> Instructions for the task: Print, exactly as written, every line from the first line of the records below through the line containing "use tower_http::trace::TraceLayer;", and nothing further.

↓

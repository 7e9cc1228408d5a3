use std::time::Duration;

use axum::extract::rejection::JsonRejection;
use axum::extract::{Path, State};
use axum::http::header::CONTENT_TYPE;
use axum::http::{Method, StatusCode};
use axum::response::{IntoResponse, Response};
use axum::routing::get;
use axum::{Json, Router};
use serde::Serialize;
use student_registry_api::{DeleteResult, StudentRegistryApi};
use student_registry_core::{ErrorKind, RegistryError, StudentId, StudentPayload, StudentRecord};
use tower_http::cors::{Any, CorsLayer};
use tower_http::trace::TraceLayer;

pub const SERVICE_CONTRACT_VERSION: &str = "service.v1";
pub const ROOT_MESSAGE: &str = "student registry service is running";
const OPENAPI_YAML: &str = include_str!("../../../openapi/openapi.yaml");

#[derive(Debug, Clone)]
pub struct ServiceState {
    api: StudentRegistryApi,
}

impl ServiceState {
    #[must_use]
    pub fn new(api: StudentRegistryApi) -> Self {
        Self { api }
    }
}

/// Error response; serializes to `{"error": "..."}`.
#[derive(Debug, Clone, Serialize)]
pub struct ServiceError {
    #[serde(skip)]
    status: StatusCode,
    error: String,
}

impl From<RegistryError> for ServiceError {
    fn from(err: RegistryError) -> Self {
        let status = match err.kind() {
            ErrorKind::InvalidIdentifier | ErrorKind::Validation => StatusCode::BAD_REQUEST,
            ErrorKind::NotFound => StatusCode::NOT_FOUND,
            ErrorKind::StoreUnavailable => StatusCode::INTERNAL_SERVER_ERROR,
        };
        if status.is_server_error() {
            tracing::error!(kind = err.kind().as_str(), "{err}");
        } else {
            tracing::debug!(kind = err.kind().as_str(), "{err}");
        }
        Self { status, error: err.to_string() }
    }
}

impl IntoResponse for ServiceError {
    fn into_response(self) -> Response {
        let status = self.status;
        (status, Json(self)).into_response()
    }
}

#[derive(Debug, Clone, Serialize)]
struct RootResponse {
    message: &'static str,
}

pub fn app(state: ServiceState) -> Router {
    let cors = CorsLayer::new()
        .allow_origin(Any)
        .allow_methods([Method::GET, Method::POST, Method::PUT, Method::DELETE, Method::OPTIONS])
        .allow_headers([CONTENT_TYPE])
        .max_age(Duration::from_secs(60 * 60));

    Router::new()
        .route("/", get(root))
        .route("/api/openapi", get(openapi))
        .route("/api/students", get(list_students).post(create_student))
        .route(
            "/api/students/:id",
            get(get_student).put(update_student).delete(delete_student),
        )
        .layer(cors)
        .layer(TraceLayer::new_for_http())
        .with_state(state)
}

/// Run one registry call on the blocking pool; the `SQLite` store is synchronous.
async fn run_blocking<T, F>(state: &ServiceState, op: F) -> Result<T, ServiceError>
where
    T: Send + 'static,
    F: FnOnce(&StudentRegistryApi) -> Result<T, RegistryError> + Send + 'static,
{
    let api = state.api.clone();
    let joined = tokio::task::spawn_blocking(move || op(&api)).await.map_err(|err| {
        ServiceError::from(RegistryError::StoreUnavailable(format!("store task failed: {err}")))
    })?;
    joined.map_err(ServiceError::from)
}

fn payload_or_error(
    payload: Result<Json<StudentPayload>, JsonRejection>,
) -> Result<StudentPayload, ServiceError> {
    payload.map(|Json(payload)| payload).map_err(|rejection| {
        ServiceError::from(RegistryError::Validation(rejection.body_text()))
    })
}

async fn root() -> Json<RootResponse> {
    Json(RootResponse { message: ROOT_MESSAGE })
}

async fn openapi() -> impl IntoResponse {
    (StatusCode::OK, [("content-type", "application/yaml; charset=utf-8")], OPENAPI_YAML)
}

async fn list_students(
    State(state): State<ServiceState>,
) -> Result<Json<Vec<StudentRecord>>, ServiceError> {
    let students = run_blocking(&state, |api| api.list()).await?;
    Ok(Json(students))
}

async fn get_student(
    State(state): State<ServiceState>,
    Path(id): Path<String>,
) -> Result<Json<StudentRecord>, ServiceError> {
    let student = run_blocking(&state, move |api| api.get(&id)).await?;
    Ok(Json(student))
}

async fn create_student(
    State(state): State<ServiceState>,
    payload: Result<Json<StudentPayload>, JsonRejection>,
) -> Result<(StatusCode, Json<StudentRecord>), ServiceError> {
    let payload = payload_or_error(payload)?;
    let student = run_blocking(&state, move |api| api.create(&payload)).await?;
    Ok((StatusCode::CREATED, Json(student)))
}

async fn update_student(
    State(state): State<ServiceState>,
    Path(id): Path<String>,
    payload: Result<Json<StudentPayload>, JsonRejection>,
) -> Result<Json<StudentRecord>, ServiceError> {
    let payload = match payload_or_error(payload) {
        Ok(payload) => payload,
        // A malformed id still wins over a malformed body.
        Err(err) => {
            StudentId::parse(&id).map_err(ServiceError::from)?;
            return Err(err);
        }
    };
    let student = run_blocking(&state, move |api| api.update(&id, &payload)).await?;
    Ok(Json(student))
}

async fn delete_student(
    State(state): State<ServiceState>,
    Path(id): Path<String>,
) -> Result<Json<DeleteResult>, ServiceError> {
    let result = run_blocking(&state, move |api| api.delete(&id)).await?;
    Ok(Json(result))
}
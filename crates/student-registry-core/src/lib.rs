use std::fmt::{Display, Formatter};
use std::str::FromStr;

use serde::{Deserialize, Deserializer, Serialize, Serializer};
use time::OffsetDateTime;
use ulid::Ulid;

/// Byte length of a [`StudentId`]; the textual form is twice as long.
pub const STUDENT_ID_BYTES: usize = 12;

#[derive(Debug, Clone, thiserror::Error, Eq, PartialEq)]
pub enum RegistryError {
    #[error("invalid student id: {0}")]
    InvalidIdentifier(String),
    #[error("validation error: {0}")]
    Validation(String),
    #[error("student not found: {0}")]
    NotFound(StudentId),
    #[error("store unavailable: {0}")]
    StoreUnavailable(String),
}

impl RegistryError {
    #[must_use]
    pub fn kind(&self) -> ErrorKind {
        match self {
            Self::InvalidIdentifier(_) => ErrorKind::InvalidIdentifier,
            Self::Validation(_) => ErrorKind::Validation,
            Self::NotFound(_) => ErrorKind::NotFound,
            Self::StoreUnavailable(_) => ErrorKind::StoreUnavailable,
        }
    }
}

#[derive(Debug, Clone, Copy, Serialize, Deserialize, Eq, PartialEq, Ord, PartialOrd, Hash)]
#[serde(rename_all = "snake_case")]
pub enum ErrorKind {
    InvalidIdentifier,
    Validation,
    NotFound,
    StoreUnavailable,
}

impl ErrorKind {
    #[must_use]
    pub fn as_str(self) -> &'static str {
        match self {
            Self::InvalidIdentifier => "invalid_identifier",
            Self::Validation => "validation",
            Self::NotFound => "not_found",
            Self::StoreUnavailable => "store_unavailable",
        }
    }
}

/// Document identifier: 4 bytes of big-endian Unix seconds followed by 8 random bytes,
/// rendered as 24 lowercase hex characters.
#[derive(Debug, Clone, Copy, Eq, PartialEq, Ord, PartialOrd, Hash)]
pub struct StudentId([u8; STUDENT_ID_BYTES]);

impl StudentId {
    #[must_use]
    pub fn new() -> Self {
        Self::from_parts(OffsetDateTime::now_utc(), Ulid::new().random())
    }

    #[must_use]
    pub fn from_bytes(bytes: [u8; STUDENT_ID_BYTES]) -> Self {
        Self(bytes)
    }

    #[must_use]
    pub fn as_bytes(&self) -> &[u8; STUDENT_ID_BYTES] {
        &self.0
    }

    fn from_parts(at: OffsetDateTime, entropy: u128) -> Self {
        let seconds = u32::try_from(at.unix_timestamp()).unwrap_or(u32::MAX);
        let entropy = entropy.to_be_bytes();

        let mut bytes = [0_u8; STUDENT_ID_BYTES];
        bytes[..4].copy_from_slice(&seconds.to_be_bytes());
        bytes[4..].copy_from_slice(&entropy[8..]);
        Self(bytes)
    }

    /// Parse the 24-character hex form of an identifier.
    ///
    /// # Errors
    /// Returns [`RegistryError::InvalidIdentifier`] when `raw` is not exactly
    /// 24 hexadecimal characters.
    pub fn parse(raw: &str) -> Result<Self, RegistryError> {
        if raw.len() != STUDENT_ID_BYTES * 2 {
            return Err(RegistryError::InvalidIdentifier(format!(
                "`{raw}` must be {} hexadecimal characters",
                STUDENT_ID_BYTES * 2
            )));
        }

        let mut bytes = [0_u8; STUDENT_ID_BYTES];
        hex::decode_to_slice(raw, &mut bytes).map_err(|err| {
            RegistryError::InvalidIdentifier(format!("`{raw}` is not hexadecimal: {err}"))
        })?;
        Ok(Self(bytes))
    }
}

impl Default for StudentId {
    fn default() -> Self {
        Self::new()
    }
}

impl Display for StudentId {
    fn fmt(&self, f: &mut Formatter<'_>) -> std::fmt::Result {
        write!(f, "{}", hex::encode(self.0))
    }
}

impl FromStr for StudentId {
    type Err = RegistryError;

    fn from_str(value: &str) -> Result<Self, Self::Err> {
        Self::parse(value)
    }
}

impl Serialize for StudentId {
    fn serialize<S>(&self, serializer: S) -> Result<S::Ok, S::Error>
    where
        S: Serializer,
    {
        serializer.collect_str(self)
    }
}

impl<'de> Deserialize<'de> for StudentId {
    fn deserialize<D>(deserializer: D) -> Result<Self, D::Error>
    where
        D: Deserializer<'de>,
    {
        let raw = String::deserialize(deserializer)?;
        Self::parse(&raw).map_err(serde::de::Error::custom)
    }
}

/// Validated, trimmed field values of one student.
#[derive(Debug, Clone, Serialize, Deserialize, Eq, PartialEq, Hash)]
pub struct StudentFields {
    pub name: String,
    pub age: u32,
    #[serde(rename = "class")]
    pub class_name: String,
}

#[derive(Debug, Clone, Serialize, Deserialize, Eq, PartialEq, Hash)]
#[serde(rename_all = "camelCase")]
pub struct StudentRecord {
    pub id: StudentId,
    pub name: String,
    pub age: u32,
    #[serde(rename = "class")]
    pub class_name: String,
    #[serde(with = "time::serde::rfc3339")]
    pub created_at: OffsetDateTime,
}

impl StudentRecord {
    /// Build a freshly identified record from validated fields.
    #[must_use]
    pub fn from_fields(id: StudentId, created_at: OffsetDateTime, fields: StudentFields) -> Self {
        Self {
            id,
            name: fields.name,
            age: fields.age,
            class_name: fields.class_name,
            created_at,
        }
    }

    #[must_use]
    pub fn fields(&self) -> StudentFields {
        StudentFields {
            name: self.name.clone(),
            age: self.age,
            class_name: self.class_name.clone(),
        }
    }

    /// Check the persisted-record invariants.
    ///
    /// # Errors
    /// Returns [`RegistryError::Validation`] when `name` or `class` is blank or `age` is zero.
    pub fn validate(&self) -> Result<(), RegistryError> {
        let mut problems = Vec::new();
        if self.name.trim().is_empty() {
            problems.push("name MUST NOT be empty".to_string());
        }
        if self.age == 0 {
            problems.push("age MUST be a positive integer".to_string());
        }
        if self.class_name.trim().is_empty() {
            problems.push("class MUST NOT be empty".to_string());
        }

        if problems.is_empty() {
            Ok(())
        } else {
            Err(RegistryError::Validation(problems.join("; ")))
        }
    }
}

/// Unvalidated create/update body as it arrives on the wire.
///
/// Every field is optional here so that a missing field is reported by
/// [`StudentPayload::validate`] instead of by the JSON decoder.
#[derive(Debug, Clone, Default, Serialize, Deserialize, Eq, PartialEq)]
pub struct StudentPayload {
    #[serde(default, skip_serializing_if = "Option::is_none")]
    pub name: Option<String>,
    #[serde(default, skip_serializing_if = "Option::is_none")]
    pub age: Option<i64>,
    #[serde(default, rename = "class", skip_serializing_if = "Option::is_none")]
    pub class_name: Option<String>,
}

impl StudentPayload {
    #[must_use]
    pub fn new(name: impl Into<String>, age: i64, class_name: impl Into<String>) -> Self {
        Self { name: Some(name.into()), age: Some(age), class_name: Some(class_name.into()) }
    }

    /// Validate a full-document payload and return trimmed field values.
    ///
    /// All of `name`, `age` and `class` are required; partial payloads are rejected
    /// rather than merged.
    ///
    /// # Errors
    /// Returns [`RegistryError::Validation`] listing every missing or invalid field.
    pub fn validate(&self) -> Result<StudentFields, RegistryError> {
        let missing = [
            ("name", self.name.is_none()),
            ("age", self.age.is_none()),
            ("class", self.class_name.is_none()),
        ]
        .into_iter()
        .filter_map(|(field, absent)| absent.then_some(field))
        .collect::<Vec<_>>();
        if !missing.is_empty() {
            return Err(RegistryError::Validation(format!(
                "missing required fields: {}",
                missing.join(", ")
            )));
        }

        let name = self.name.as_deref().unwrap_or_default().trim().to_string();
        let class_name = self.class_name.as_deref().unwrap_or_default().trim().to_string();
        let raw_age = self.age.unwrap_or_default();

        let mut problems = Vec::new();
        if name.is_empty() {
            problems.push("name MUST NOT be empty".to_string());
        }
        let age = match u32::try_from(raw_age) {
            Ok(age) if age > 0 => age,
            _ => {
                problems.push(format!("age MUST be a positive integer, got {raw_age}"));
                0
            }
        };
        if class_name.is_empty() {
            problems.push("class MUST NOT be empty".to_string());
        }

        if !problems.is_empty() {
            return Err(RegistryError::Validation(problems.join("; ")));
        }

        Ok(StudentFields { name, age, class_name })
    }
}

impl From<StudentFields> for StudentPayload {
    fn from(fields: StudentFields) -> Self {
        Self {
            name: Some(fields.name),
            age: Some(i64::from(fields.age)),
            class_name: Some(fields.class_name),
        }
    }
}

↑

> Solution for this exercise:
repository 7e9cc1228408d5a3
use std::time::Duration;

use axum::extract::rejection::JsonRejection;
use axum::extract::{Path, State};
use axum::http::header::CONTENT_TYPE;
use axum::http::{Method, StatusCode};
use axum::response::{IntoResponse, Response};
use axum::routing::get;
use axum::{Json, Router};
use serde::Serialize;
use student_registry_api::{DeleteResult, StudentRegistryApi};
use student_registry_core::{ErrorKind, RegistryError, StudentId, StudentPayload, StudentRecord};
use tower_http::cors::{Any, CorsLayer};
use tower_http::trace::TraceLayer;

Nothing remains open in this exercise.